Key Laboratory of Northwest Water Resource, Environment and Ecology, MOE, Xi'an University of Architecture and Technology, Xi'an 710055, China; Shaanxi Key Laboratory of Environmental Engineering, Xi'an University of Architecture and Technology, Xi'an 710055, China.
Key Laboratory of Northwest Water Resource, Environment and Ecology, MOE, Xi'an University of Architecture and Technology, Xi'an 710055, China; Shaanxi Key Laboratory of Environmental Engineering, Xi'an University of Architecture and Technology, Xi'an 710055, China.
Sci Total Environ. 2020 Oct 15;739:140062. doi: 10.1016/j.scitotenv.2020.140062. Epub 2020 Jun 8.
In aquatic ecosystems, water microbial communities can trigger the outbreak or decline of cyanobacterial blooms. However, the microbiological drivers of Microcystis decomposition in reservoirs remain unclear. Here, we explored the bacterial community metabolic profile and co-occurrence dynamics during Microcystis decomposition.

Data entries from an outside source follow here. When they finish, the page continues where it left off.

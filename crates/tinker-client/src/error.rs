use thiserror::Error;

/// Errors from the client sync layer.
///
/// A failed send is always one of these, never an empty success.
#[derive(Debug, Error)]
pub enum ClientError {
    #[error("invalid server URL: {0}")]
    InvalidUrl(String),

    #[error("request failed: {0}")]
    Transport(#[source] reqwest::Error),

    /// Non-success status, carrying the server's error message.
    #[error("server returned {status}: {message}")]
    Status { status: u16, message: String },

    #[error("failed to decode response: {0}")]
    Decode(#[source] reqwest::Error),
}

impl ClientError {
    /// Whether the server rejected the input itself (HTTP 4xx).
    pub fn is_client_error(&self) -> bool {
        matches!(self, ClientError::Status { status, .. } if (400..500).contains(status))
    }
}

#[cfg(test)]
mod tests {
    use super::*;

    #[test]
    fn test_status_display_and_classification() {
        let err = ClientError::Status {
            status: 400,
            message: "sessionId is required".to_string(),
        };
        assert_eq!(err.to_string(), "server returned 400: sessionId is required");
        assert!(err.is_client_error());

        let err = ClientError::Status {
            status: 500,
            message: "Internal server error".to_string(),
        };
        assert!(!err.is_client_error());
    }
}
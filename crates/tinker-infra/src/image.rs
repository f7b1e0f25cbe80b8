//! Normalization of user-supplied image payloads.
//!
//! Clients send either a `data:image/...;base64,` URL, an `http(s)` URL, or
//! bare base64. Everything is normalized to a form the provider accepts as an
//! `image_url` part: URLs pass through, bare base64 is sniffed and wrapped
//! into a data URL.

use base64::Engine;
use base64::engine::general_purpose::STANDARD;

use tinker_types::error::TurnError;

/// Validate `raw` and return the image reference to store.
pub fn normalize_image_ref(raw: &str, max_bytes: usize) -> Result<String, TurnError> {
    let raw = raw.trim();
    if raw.is_empty() {
        return Err(TurnError::Validation("image must not be empty".to_string()));
    }

    if raw.starts_with("http://") || raw.starts_with("https://") {
        return Ok(raw.to_string());
    }

    if let Some(rest) = raw.strip_prefix("data:") {
        let (header, payload) = rest
            .split_once(',')
            .ok_or_else(|| TurnError::Validation("malformed image data URL".to_string()))?;
        let mime = header
            .strip_suffix(";base64")
            .ok_or_else(|| TurnError::Validation("image data URL must be base64".to_string()))?;
        if !mime.starts_with("image/") {
            return Err(TurnError::Validation(format!(
                "unsupported image type: {mime}"
            )));
        }
        decode_checked(payload, max_bytes)?;
        return Ok(raw.to_string());
    }

    let bytes = decode_checked(raw, max_bytes)?;
    let mime = sniff_mime(&bytes)
        .ok_or_else(|| TurnError::Validation("unrecognized image format".to_string()))?;
    Ok(format!("data:{mime};base64,{raw}"))
}

fn decode_checked(payload: &str, max_bytes: usize) -> Result<Vec<u8>, TurnError> {
    // Reject oversized payloads before decoding them.
    if payload.len() / 4 * 3 > max_bytes + 3 {
        return Err(too_large(max_bytes));
    }
    let bytes = STANDARD
        .decode(payload)
        .map_err(|e| TurnError::Validation(format!("image is not valid base64: {e}")))?;
    if bytes.is_empty() {
        return Err(TurnError::Validation("image must not be empty".to_string()));
    }
    if bytes.len() > max_bytes {
        return Err(too_large(max_bytes));
    }
    Ok(bytes)
}

fn too_large(max_bytes: usize) -> TurnError {
    TurnError::Validation(format!("image exceeds {max_bytes} bytes"))
}

fn sniff_mime(bytes: &[u8]) -> Option<&'static str> {
    if bytes.starts_with(&[0x89, b'P', b'N', b'G', 0x0D, 0x0A, 0x1A, 0x0A]) {
        Some("image/png")
    } else if bytes.starts_with(&[0xFF, 0xD8, 0xFF]) {
        Some("image/jpeg")
    } else if bytes.starts_with(b"GIF87a") || bytes.starts_with(b"GIF89a") {
        Some("image/gif")
    } else if bytes.len() >= 12 && &bytes[0..4] == b"RIFF" && &bytes[8..12] == b"WEBP" {
        Some("image/webp")
    } else {
        None
    }
}
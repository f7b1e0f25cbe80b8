//! OpenAiCompatibleProvider -- [`LlmProvider`] for any endpoint speaking the
//! OpenAI chat completions protocol (OpenAI, OpenRouter, Gemini's OpenAI
//! endpoint, local gateways).
//!
//! Requests use JSON-object response mode when asked and send images as
//! `image_url` content parts. The API key is wrapped in [`SecretString`] and
//! only exposed when building the `Authorization` header.

pub mod types;

use std::time::Duration;

use secrecy::{ExposeSecret, SecretString};

use tinker_core::llm::provider::LlmProvider;
use tinker_types::llm::{
    CompletionRequest, CompletionResponse, ContentPart as PromptPart, LlmError, PromptTurn,
    ProviderCapabilities, StopReason, Usage,
};

use self::types::{
    ChatCompletionRequest, ChatCompletionResponse, ChatMessage, ContentPart, ErrorResponse,
    ImageUrl, MessageContent, ResponseFormat,
};

/// Default base URL for known provider names.
pub fn default_base_url(provider_name: &str) -> Option<&'static str> {
    match provider_name {
        "openai" => Some("https://api.openai.com/v1"),
        "openrouter" => Some("https://openrouter.ai/api/v1"),
        "gemini" => Some("https://generativelanguage.googleapis.com/v1beta/openai"),
        "mistral" => Some("https://api.mistral.ai/v1"),
        _ => None,
    }
}

/// Provider for OpenAI-compatible chat completion endpoints.
pub struct OpenAiCompatibleProvider {
    client: reqwest::Client,
    api_key: SecretString,
    provider_name: String,
    base_url: String,
    capabilities: ProviderCapabilities,
}

// No Debug: the struct holds the API key.

impl OpenAiCompatibleProvider {
    pub fn new(
        provider_name: impl Into<String>,
        base_url: impl Into<String>,
        api_key: SecretString,
        model: &str,
    ) -> Result<Self, LlmError> {
        let client = reqwest::Client::builder()
            .connect_timeout(Duration::from_secs(10))
            .build()
            .map_err(|e| LlmError::Provider {
                message: format!("failed to create HTTP client: {e}"),
            })?;

        Ok(Self {
            client,
            api_key,
            provider_name: provider_name.into(),
            base_url: base_url.into().trim_end_matches('/').to_string(),
            capabilities: Self::capabilities_for_model(model),
        })
    }

    fn capabilities_for_model(model: &str) -> ProviderCapabilities {
        if model.starts_with("gpt-4o") || model.starts_with("gpt-4.1") || model.starts_with("gpt-5") {
            ProviderCapabilities {
                vision: true,
                json_mode: true,
                max_context_tokens: 128_000,
                max_output_tokens: 16_384,
            }
        } else {
            // Conservative defaults for unknown models
            ProviderCapabilities {
                vision: false,
                json_mode: true,
                max_context_tokens: 32_000,
                max_output_tokens: 4_096,
            }
        }
    }

    fn url(&self, path: &str) -> String {
        format!("{}{}", self.base_url, path)
    }

    fn to_wire_request(request: &CompletionRequest) -> ChatCompletionRequest {
        ChatCompletionRequest {
            model: request.model.clone(),
            messages: request.messages.iter().map(to_wire_message).collect(),
            max_tokens: request.max_tokens,
            temperature: request.temperature,
            response_format: request.json_output.then(ResponseFormat::json_object),
        }
    }
}

fn to_wire_message(turn: &PromptTurn) -> ChatMessage {
    let content = if turn.has_image() {
        MessageContent::Parts(
            turn.content
                .iter()
                .map(|part| match part {
                    PromptPart::Text { text } => ContentPart::Text { text: text.clone() },
                    PromptPart::ImageUrl { url } => ContentPart::ImageUrl {
                        image_url: ImageUrl { url: url.clone() },
                    },
                })
                .collect(),
        )
    } else {
        MessageContent::Text(turn.text_content())
    };

    ChatMessage {
        role: turn.role.to_string(),
        content,
    }
}

fn parse_retry_after(headers: &reqwest::header::HeaderMap) -> Option<u64> {
    headers
        .get(reqwest::header::RETRY_AFTER)?
        .to_str()
        .ok()?
        .trim()
        .parse::<u64>()
        .ok()
        .map(|secs| secs * 1000)
}

fn error_message(body: &str) -> String {
    serde_json::from_str::<ErrorResponse>(body)
        .map(|e| e.error.message)
        .unwrap_or_else(|_| body.to_string())
}

impl LlmProvider for OpenAiCompatibleProvider {
    fn name(&self) -> &str {
        &self.provider_name
    }

    fn capabilities(&self) -> &ProviderCapabilities {
        &self.capabilities
    }

    async fn complete(&self, request: &CompletionRequest) -> Result<CompletionResponse, LlmError> {
        let body = Self::to_wire_request(request);
        let url = self.url("/chat/completions");

        let response = self
            .client
            .post(&url)
            .bearer_auth(self.api_key.expose_secret())
            .json(&body)
            .send()
            .await
            .map_err(|e| LlmError::Provider {
                message: format!("HTTP request failed: {e}"),
            })?;

        let status = response.status();
        if !status.is_success() {
            let retry_after_ms = parse_retry_after(response.headers());
            let error_body = response.text().await.unwrap_or_default();
            return Err(match status.as_u16() {
                401 | 403 => LlmError::AuthenticationFailed,
                429 => LlmError::RateLimited { retry_after_ms },
                400 | 404 | 422 => LlmError::InvalidRequest(error_message(&error_body)),
                _ => LlmError::Provider {
                    message: format!("HTTP {status}: {}", error_message(&error_body)),
                },
            });
        }

        let wire: ChatCompletionResponse = response.json().await.map_err(|e| {
            LlmError::Deserialization(format!("failed to parse response: {e}"))
        })?;

        let choice = wire
            .choices
            .into_iter()
            .next()
            .ok_or_else(|| LlmError::Deserialization("response contained no choices".to_string()))?;

        let stop_reason = match choice.finish_reason.as_deref() {
            Some("length") => StopReason::MaxTokens,
            Some("content_filter") => StopReason::ContentFilter,
            _ => StopReason::EndTurn,
        };
        let usage = wire
            .usage
            .map(|u| Usage {
                input_tokens: u.prompt_tokens,
                output_tokens: u.completion_tokens,
            })
            .unwrap_or_default();

        Ok(CompletionResponse {
            id: wire.id,
            content: choice.message.content.unwrap_or_default(),
            model: wire.model,
            stop_reason,
            usage,
        })
    }
}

The results showed that the decomposition of Microcystis greatly altered the metabolic characteristics and composition of the water bacterial community. Significant variations in bacterial community composition were observed: the bacterial community was mainly dominated by Proteobacteria, Actinobacteria, Planctomycetes, and Bacteroidetes during Microcystis decomposition. Additionally, members of Exiguobacterium, Rhodobacter, and Stenotrophomonas significantly increased during the terminal stages. Dissolved organic matters (DOM) primarily composed of fulvic-like, humic acid-like, and tryptophan-like components, which varied distinctly during Microcystis decomposition. Additionally, the metabolic activity of the bacterial community showed a continuous decrease during Microcystis decomposition. Functional prediction showed a sharp increase in the cell communication and sensory systems of the bacterial communities from day 12 to day 22. Co-occurrence networks showed that bacteria responded significantly to variations in the dynamics of Microcystis decomposition through close interactions between each other. Redundancy analysis (RDA) indicated that Chlorophyll a, nitrate nitrogen (NO-N), dissolved oxygen (DO), and dissolved organic carbon (DOC) were crucial drivers for shaping the bacterial community structure. Taken together, these findings highlight the dynamics of the water bacterial community during Microcystis decomposition from the perspective of metabolism and community composition, however, further studies are needed to understand the algal degradation process associated with bacteria.
在水生生态系统中,水微生物群落可以引发或减少蓝藻水华的爆发。然而,水库中微囊藻分解的微生物驱动因素仍不清楚。在这里,我们探索了微囊藻分解过程中细菌群落代谢谱和共生动态。结果表明,微囊藻的分解极大地改变了水细菌群落的代谢特征和组成。细菌群落组成发生了显著变化:在微囊藻分解过程中,细菌群落主要由变形菌门、放线菌门、浮霉菌门和拟杆菌门主导。此外,极端小球菌属、红杆菌属和寡养单胞菌属的成员在末期显著增加。溶解有机物(DOM)主要由富里酸类似物、腐殖酸类似物和色氨酸类似物组成,在微囊藻分解过程中变化明显。此外,细菌群落的代谢活性在微囊藻分解过程中呈持续下降趋势。功能预测显示,从第 12 天到第 22 天,细菌的细胞通讯和感官系统急剧增加。共生网络表明,细菌通过彼此之间的密切相互作用对微囊藻分解动态的变化做出了显著响应。冗余分析(RDA)表明叶绿素 a、硝酸盐氮(NO-N)、溶解氧(DO)和溶解有机碳(DOC)是塑造细菌群落结构的关键驱动因素。总之,这些发现从代谢和群落组成的角度揭示了微囊藻分解过程中水体细菌群落的动态,但需要进一步研究来了解与细菌相关的藻类降解过程。